=== Listed entries ===

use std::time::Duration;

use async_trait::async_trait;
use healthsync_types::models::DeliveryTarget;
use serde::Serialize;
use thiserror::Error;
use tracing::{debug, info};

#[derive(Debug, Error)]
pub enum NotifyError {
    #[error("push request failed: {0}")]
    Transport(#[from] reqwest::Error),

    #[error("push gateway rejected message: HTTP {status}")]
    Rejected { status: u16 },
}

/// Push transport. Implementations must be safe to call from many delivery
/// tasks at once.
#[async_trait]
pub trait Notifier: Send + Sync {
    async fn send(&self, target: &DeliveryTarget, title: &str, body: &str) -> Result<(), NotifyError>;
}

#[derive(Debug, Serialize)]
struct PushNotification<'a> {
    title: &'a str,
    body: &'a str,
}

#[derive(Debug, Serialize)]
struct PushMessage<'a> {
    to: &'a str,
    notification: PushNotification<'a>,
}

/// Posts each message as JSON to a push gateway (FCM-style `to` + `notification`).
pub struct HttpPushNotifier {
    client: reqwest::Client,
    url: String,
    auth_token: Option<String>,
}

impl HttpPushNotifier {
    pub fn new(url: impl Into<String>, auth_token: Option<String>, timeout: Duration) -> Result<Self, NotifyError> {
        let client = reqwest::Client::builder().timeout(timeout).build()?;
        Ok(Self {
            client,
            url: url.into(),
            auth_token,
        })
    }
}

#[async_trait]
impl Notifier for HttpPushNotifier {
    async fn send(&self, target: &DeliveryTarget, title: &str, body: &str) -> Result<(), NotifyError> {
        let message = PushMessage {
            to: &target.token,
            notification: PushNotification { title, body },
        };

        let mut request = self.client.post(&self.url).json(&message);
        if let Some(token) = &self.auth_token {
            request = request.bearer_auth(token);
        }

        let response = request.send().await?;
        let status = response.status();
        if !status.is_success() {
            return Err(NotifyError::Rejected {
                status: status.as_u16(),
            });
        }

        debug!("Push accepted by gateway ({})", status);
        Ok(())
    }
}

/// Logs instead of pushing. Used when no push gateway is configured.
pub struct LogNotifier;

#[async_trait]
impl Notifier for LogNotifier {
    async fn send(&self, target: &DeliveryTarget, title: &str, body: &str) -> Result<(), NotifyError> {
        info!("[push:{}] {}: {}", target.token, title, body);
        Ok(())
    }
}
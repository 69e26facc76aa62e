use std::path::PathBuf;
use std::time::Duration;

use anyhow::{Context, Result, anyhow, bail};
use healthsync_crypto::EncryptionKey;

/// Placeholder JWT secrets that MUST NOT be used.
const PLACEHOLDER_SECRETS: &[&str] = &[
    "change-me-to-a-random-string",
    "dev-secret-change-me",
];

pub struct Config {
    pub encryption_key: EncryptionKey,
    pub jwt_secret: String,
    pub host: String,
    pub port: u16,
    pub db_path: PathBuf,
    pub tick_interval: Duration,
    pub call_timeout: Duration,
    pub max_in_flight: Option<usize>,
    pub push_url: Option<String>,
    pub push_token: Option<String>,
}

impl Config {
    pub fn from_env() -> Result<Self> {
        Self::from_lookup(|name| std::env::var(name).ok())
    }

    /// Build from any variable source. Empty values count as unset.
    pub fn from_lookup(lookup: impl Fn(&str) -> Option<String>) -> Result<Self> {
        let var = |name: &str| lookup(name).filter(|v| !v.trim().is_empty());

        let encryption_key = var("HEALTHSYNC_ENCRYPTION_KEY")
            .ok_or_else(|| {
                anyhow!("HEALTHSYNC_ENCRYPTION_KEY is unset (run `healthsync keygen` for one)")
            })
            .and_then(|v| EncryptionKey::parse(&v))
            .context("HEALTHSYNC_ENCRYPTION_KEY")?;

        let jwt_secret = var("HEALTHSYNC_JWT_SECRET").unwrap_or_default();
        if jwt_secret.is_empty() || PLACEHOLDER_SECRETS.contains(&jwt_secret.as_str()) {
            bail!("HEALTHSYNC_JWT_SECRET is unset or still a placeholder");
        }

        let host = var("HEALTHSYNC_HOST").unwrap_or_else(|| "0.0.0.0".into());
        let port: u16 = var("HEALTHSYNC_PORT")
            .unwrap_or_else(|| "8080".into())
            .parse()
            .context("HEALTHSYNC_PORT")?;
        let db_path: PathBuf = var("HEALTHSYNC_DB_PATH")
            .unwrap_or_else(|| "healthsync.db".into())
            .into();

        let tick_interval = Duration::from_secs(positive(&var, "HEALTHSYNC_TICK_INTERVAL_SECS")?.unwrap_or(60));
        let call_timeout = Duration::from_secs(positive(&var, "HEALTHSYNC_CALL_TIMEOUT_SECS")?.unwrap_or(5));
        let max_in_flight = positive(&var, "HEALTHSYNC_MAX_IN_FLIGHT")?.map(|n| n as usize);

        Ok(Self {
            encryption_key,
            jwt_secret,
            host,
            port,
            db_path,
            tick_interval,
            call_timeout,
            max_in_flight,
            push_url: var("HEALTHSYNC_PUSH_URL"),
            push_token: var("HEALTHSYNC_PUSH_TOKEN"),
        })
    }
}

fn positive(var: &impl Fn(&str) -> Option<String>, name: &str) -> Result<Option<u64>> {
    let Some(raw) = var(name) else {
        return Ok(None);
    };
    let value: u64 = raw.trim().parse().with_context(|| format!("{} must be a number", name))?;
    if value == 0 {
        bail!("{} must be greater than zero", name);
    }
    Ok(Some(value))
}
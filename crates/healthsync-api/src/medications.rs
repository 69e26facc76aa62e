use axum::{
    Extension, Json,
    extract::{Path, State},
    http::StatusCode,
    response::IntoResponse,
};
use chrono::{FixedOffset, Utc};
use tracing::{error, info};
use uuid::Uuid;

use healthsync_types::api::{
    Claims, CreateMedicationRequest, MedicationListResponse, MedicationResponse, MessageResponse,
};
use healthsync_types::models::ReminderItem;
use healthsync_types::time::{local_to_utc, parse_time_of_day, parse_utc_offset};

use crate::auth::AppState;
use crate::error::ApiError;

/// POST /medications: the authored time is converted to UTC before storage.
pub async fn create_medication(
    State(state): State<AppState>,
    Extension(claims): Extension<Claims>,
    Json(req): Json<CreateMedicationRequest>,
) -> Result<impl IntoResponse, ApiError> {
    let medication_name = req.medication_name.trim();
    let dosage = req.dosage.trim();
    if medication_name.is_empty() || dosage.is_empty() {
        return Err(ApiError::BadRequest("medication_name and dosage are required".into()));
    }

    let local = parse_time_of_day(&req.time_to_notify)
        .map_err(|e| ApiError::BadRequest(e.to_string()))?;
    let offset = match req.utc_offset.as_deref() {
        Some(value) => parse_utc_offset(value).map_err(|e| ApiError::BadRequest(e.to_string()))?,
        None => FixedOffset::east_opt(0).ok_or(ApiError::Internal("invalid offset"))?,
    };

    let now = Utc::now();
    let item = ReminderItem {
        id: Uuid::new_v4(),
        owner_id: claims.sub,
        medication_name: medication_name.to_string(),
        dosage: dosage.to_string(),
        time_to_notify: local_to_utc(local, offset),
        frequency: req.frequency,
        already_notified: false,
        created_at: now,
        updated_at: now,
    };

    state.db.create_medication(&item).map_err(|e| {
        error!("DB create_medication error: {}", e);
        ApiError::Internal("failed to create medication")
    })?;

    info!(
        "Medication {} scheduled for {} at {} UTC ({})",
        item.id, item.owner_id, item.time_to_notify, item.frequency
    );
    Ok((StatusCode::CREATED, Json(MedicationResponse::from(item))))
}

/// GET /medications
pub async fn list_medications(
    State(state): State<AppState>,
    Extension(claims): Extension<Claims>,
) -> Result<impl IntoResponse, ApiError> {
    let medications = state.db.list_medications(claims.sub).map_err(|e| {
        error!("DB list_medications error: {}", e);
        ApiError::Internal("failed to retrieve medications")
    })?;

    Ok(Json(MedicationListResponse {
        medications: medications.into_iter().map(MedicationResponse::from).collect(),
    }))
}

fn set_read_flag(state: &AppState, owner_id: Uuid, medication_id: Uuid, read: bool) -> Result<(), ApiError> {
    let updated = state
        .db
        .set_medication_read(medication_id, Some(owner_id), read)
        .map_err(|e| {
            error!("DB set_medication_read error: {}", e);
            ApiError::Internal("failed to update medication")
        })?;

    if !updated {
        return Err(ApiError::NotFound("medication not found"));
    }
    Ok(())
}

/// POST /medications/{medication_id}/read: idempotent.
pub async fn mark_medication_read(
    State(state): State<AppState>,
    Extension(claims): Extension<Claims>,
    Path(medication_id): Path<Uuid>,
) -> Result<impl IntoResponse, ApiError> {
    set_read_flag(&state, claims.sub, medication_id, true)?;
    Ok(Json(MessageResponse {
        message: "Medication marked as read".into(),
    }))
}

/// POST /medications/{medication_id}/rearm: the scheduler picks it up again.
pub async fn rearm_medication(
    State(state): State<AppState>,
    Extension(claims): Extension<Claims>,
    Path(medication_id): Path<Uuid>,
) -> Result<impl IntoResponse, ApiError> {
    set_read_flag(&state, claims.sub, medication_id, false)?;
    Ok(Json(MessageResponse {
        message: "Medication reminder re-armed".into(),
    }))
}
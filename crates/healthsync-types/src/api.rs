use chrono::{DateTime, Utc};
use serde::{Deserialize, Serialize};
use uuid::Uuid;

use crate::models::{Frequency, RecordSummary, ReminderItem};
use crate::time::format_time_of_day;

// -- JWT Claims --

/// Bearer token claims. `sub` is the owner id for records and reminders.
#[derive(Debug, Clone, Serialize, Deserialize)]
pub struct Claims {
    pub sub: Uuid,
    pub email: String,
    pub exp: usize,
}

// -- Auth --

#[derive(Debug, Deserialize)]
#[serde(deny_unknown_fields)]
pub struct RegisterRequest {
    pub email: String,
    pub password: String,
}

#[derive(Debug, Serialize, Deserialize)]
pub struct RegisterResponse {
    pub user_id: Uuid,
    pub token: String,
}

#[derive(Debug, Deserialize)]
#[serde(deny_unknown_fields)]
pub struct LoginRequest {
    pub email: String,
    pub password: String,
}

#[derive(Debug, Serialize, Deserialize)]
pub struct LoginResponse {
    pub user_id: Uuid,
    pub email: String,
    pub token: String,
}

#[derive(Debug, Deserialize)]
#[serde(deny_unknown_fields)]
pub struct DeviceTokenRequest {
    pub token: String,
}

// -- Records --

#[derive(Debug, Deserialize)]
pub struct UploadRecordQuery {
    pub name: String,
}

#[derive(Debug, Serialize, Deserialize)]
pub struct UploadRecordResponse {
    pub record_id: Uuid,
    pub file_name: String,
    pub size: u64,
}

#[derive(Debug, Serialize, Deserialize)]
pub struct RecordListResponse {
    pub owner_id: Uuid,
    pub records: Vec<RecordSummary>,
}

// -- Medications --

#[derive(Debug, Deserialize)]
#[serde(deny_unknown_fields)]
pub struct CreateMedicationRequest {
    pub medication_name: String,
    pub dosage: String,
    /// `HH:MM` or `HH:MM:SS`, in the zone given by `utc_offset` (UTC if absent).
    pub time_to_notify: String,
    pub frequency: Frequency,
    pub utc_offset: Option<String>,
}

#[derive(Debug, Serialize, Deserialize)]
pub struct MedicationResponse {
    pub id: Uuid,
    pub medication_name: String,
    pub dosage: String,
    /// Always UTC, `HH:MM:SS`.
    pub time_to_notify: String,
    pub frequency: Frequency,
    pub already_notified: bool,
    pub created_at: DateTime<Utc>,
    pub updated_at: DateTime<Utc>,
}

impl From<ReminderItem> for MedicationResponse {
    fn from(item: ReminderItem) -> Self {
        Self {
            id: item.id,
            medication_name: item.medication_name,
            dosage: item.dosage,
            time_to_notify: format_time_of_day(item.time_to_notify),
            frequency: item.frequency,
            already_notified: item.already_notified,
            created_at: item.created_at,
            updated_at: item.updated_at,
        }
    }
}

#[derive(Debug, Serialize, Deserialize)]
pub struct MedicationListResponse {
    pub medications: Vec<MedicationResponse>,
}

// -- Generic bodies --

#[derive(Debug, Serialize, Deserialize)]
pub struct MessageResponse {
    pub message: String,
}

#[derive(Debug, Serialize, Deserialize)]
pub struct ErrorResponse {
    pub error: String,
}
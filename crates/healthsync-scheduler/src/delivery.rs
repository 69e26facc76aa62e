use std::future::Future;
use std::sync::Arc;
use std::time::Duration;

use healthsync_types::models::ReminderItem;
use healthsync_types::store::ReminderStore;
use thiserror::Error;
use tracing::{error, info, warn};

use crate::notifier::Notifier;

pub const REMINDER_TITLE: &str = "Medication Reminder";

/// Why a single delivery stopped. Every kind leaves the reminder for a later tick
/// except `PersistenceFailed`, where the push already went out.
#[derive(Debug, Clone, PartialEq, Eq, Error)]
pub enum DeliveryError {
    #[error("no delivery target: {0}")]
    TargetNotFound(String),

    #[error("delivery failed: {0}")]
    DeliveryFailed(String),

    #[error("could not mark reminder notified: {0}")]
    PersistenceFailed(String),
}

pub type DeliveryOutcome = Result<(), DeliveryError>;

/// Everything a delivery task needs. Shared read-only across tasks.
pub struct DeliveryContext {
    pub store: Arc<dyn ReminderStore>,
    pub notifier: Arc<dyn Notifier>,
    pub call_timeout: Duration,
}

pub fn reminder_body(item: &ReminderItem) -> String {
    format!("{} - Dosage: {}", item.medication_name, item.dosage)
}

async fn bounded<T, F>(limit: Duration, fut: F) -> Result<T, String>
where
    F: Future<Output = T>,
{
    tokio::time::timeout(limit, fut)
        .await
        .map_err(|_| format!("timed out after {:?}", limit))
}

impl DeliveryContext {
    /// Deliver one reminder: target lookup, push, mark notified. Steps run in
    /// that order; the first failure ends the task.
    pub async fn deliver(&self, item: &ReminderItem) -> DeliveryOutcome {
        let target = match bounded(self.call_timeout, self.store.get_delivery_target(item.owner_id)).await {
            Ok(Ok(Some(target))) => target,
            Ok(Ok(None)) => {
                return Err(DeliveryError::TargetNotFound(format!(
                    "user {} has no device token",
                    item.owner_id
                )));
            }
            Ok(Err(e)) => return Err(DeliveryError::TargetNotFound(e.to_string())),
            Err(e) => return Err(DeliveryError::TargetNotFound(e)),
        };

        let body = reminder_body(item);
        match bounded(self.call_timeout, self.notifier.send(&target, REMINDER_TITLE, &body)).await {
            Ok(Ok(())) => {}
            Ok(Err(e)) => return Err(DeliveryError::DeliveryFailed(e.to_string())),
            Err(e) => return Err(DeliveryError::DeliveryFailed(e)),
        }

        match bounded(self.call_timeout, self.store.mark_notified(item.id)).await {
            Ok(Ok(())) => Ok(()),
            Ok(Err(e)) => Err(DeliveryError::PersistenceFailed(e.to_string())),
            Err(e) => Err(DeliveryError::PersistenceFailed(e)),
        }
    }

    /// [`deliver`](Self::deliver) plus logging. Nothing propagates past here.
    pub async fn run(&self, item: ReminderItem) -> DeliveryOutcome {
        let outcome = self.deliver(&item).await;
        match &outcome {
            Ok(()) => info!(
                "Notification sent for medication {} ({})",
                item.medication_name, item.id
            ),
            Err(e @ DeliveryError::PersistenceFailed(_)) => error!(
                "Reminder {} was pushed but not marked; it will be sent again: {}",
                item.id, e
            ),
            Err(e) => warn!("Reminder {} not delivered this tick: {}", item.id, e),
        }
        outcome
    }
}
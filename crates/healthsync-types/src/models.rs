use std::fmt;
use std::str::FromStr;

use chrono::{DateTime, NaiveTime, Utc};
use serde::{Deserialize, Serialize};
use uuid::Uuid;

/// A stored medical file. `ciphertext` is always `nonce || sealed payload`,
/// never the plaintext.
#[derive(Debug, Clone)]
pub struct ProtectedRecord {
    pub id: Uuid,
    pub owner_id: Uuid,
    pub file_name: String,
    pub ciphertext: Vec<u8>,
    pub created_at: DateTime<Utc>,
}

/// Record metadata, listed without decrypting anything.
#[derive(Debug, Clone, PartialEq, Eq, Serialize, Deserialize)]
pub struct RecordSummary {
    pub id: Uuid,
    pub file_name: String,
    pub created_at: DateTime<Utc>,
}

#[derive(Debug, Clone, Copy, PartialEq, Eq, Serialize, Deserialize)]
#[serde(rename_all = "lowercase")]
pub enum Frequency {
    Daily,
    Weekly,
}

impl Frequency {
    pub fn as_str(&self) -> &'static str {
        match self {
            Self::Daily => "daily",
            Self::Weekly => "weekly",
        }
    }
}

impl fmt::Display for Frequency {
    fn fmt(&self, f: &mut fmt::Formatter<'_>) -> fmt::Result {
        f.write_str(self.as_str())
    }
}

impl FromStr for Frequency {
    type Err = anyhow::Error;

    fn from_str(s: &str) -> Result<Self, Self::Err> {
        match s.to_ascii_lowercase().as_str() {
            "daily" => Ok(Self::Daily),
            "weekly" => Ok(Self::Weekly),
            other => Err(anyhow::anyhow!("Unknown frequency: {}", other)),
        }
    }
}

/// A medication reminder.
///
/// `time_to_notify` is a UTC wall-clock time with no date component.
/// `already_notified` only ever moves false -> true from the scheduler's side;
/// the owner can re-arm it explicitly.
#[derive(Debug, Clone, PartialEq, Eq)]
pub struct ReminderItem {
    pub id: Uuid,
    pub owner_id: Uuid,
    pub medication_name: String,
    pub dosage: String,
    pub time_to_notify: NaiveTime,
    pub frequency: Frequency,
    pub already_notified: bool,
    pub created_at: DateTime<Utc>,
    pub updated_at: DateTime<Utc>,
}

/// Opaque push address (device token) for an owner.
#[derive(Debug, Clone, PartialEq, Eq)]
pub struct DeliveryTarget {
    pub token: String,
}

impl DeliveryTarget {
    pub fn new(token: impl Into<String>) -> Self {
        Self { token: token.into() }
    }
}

===

Your assignment: Tell how many lines above contain the word "const". Nothing but the number is needed.

Problem solution: 2